I am certain that I will finish these two poems as well as the one I started before our trip. I will edit them over the next couple of days. One at a time.
June 3rd
What I started writing in German, I kept working on in English today. At first, I thought I would turn it into a German poem, something I haven’t done in ages! But I am also curious to see where it takes me in English. This may be a rare case of a text with two different sides. Not as a translation, but as a complementary piece of writing.
June 2nd
In the morning I put on my favourite blouse under my Hinterland Dress. Whatever magic I sewed into the dress, it keeps me calm and content each time I wear it. Handmade clothes are healing! And in combination with the blouse I feel a tad bit crazy, too. What a thrilling style!
Later that day, a friend of mine from highschool (we took biology together) reached out to me
about a project I had told her about. A collaboration between the two of us. Tentatively, we dipped our toes and dreamt first ideas. This got me out of my poetic funk.
What’s more, I wrote something up for her in German.
June 1st
I finished a poem and put it on the blog. Mostly for the sake of doing so.
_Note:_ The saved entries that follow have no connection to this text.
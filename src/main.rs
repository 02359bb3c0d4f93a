use std::path::{Path, PathBuf};
use std::process;

use clap::{ArgAction, Parser, Subcommand};
use log::{error, warn, LevelFilter};

use fadraw::config::{self, AutomatonConfig, Kind};
use fadraw::dot::{self, Diagram, Format, DOT_COMMAND};
use fadraw::Result;

#[derive(Parser)]
#[command(name = "fadraw")]
#[command(about = "Draw finite automata and trace DFA runs with Graphviz")]
#[command(version)]
struct Cli {
    /// Log more (-v for info, -vv for debug); RUST_LOG takes precedence
    #[arg(short, long, action = ArgAction::Count, global = true)]
    verbose: u8,

    /// Graphviz executable used for image formats
    #[arg(long, default_value = DOT_COMMAND, global = true)]
    dot: String,

    #[command(subcommand)]
    command: Commands,
}

#[derive(Subcommand)]
enum Commands {
    /// Render the built-in example automata and trace two inputs
    Demo {
        /// Directory for the rendered diagrams
        #[arg(short, long, default_value = "images")]
        out_dir: PathBuf,

        #[arg(short, long, default_value = "png")]
        format: Format,
    },

    /// Draw an automaton described in a JSON file
    Render {
        input: PathBuf,

        /// Overrides the `kind` of the description (dfa, nfa, enfa)
        #[arg(short, long)]
        kind: Option<Kind>,

        /// Output file (default: next to the input)
        #[arg(short, long)]
        output: Option<PathBuf>,

        #[arg(short, long, default_value = "png")]
        format: Format,
    },

    /// Run an automaton on input strings and report the path taken
    Simulate {
        input: PathBuf,

        /// Strings to run, one symbol per character
        #[arg(required = true)]
        words: Vec<String>,

        #[arg(short, long)]
        kind: Option<Kind>,

        /// Draw the path of every word (DFA only); more than one word gets a numeric suffix
        #[arg(short, long)]
        diagram: Option<PathBuf>,

        #[arg(short, long, default_value = "png")]
        format: Format,
    },

    /// Print the epsilon closure of every state
    Closures { input: PathBuf },

    /// Turn an NFA into a DFA and print it as JSON
    Determinize {
        input: PathBuf,

        /// Also draw the resulting DFA
        #[arg(short, long)]
        diagram: Option<PathBuf>,

        #[arg(short, long, default_value = "png")]
        format: Format,
    },
}

fn main() {
    let cli = Cli::parse();

    env_logger::Builder::new()
        .filter_level(match cli.verbose {
            0 => LevelFilter::Warn,
            1 => LevelFilter::Info,
            _ => LevelFilter::Debug,
        })
        .parse_default_env()
        .init();

    process::exit(match run(cli) {
        Ok(()) => 0,
        Err(e) => {
            error!("{}", e);
            1
        }
    });
}

fn kind_of(flag: Option<Kind>, config: &AutomatonConfig) -> Kind {
    flag.or(config.kind).unwrap_or(Kind::Dfa)
}

fn run(cli: Cli) -> Result<()> {
    let dot_command = cli.dot.as_str();
    match cli.command {
        Commands::Demo { out_dir, format } => demo(dot_command, &out_dir, format),
        Commands::Render {
            input,
            kind,
            output,
            format,
        } => {
            let config = AutomatonConfig::from_path(&input)?;
            let diagram = match kind_of(kind, &config) {
                Kind::Dfa => dot::dfa_diagram(&config.into_dfa()?),
                Kind::Nfa => dot::nfa_diagram(&config.into_nfa()?),
                Kind::Enfa => dot::epsilon_nfa_diagram(&config.into_nfa()?),
            };
            let output = output.unwrap_or_else(|| input.clone());
            let path = diagram.render_with(dot_command, output, format)?;
            println!("Wrote diagram to {}", path.display());
            Ok(())
        }
        Commands::Simulate {
            input,
            words,
            kind,
            diagram,
            format,
        } => {
            let config = AutomatonConfig::from_path(&input)?;
            match kind_of(kind, &config) {
                Kind::Dfa => {
                    let dfa = config.into_dfa()?;
                    for (i, word) in words.iter().enumerate() {
                        let simulation = dfa.simulate_str(word);
                        print_dfa_run(word, simulation.accepted, &simulation.path_names(&dfa));
                        if let Some(ref base) = diagram {
                            let path = if words.len() == 1 {
                                base.clone()
                            } else {
                                numbered(base, i + 1)
                            };
                            dot::dfa_path_diagram(&dfa, word, &simulation).render_with(dot_command, path, format)?;
                        }
                    }
                }
                Kind::Nfa | Kind::Enfa => {
                    if diagram.is_some() {
                        warn!("path diagrams are only drawn for DFAs");
                    }
                    let nfa = config.into_nfa()?;
                    for word in &words {
                        let nfa_run = nfa.run(word);
                        let steps: Vec<Vec<&str>> = nfa_run
                            .steps
                            .iter()
                            .map(|set| set.iter().map(|st| nfa.state_name(st)).collect())
                            .collect();
                        println!("String: {}, Accepted: {}, Steps: {:?}", word, nfa_run.accepted, steps);
                    }
                }
            }
            Ok(())
        }
        Commands::Closures { input } => {
            let nfa = AutomatonConfig::from_path(&input)?.into_nfa()?;
            println!("Epsilon closures: {}", nfa.epsilon_closures());
            Ok(())
        }
        Commands::Determinize {
            input,
            diagram,
            format,
        } => {
            let dfa = AutomatonConfig::from_path(&input)?.into_nfa()?.to_dfa()?;
            println!("{}", AutomatonConfig::from_dfa(&dfa).to_json()?);
            if let Some(path) = diagram {
                dot::dfa_diagram(&dfa).render_with(dot_command, path, format)?;
            }
            Ok(())
        }
    }
}

fn print_dfa_run(word: &str, accepted: bool, path: &[&str]) {
    println!("String: {}, Accepted: {}, Path: {:?}", word, accepted, path);
    if !accepted {
        warn!("{:?} was rejected in state {:?}", word, path.last());
    }
}

fn numbered(base: &Path, n: usize) -> PathBuf {
    let mut name = base.file_stem().map(|s| s.to_os_string()).unwrap_or_default();
    name.push(n.to_string());
    base.with_file_name(name)
}

/// Renders the bundled example automata and traces two inputs through the DFA.
fn demo(dot_command: &str, out_dir: &Path, format: Format) -> Result<()> {
    let render = |diagram: Diagram, name: &str| -> Result<()> {
        diagram.render_with(dot_command, out_dir.join(name), format)?;
        Ok(())
    };

    let dfa = config::demo_dfa().into_dfa()?;
    render(dot::dfa_diagram(&dfa), "dfa_visualization")?;

    let nfa = config::demo_nfa().into_nfa()?;
    render(dot::nfa_diagram(&nfa), "nfa_visualization")?;

    let e_nfa = config::demo_epsilon_nfa().into_nfa()?;
    println!("Epsilon closures: {}", e_nfa.epsilon_closures());
    render(dot::epsilon_nfa_diagram(&e_nfa), "epsilon_e_nfa_visualization")?;

    for (i, word) in ["1000101", "0010111"].iter().enumerate() {
        let simulation = dfa.simulate_str(word);
        print_dfa_run(word, simulation.accepted, &simulation.path_names(&dfa));
        render(
            dot::dfa_path_diagram(&dfa, word, &simulation),
            &format!("dfa_path_visualization{}", i + 1),
        )?;
    }
    Ok(())
}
I have an idea what’s causing my ongoing poetic funk. I have been so angry and annoyed and frustrated, accompanied by mourning for the state of the world (murdered Indigenous children, old growth logging, the San Marcos Foothills still under threat of development) that I have barely had any bandwidth left to feel anything else. The house is dirty and messy, I am constantly meeting my family member’s needs, i.e. I am chronically stressed. Today my lower back started hurting without any obvious reason. I would love to spend more time outside, but getting ready and leaving the house with my kids stresses me immeasurably. Everything feels like a chore. Movement. Nourishing myself and my family well. Keeping the house in a somewhat clean state. Parenting our kids and teaching them boundaries and emotional regulation and being consistent with rules when I am everything but balanced myself. My nervous system is constantly overstimulated. I spend too much time on my phone.
On top of everything I cling to my writing, because I know that it fills me with satisfaction and joy. But in order to get there, in order to write a poem, I would need to feel some more. I would need to feel anything but frustrated and annoyed and angry. I am asking myself how, when I am drained by these emotions. And I need certain emotions to write. I can’t just think up a poem, never could.
Instead of implementing new habits and truly changing something, I just get very tired and go to bed early to escape more demands and the mess. I dream up a space of my own. I always have.